#### Assignment:
Set down the data again in full, keeping every line exactly as it is.

Stored data entries:
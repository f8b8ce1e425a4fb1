//! `mysa context`: show which grounding document is in use.

use std::path::Path;

use mysa_config::AppConfig;
use mysa_context::ContextProvider;

pub async fn run(config_path: &Path) -> Result<(), Box<dyn std::error::Error>> {
    let config = AppConfig::load_with_overrides(config_path)
        .map_err(|e| format!("Failed to load config: {e}"))?;
    let context = ContextProvider::new(mysa_context::source_for(&config.context.source)?)
        .with_persona_name(&config.persona.name);

    let document = context.load().await;
    let fallback = context.peek_cache().is_none();

    println!("  Source:    {}", context.location());
    println!("  Size:      {} bytes, {} lines", document.len(), document.lines().count());
    if fallback {
        println!("  Status:    unavailable, using the built-in fallback document");
    } else {
        println!("  Status:    loaded");
    }

    let headings: Vec<&str> = document
        .lines()
        .filter(|line| line.starts_with("## "))
        .map(|line| line.trim_start_matches("## "))
        .collect();
    if !headings.is_empty() {
        println!("  Sections:  {}", headings.join(", "));
    }

    Ok(())
}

#### Result below:
repository f8b8ce1e425a4fb1
//! `mysa context`: show which grounding document is in use.

use std::path::Path;

use mysa_config::AppConfig;
use mysa_context::ContextProvider;

pub async fn run(config_path: &Path) -> Result<(), Box<dyn std::error::Error>> {
    let config = AppConfig::load_with_overrides(config_path)
        .map_err(|e| format!("Failed to load config: {e}"))?;
    let context = ContextProvider::new(mysa_context::source_for(&config.context.source)?)
        .with_persona_name(&config.persona.name);

    let document = context.load().await;
    let fallback = context.peek_cache().is_none();

    println!("  Source:    {}", context.location());
    println!("  Size:      {} bytes, {} lines", document.len(), document.lines().count());
    if fallback {
        println!("  Status:    unavailable, using the built-in fallback document");
    } else {
        println!("  Status:    loaded");
    }

    let headings: Vec<&str> = document
        .lines()
        .filter(|line| line.starts_with("## "))
        .map(|line| line.trim_start_matches("## "))
        .collect();
    if !headings.is_empty() {
        println!("  Sections:  {}", headings.join(", "));
    }

    Ok(())
}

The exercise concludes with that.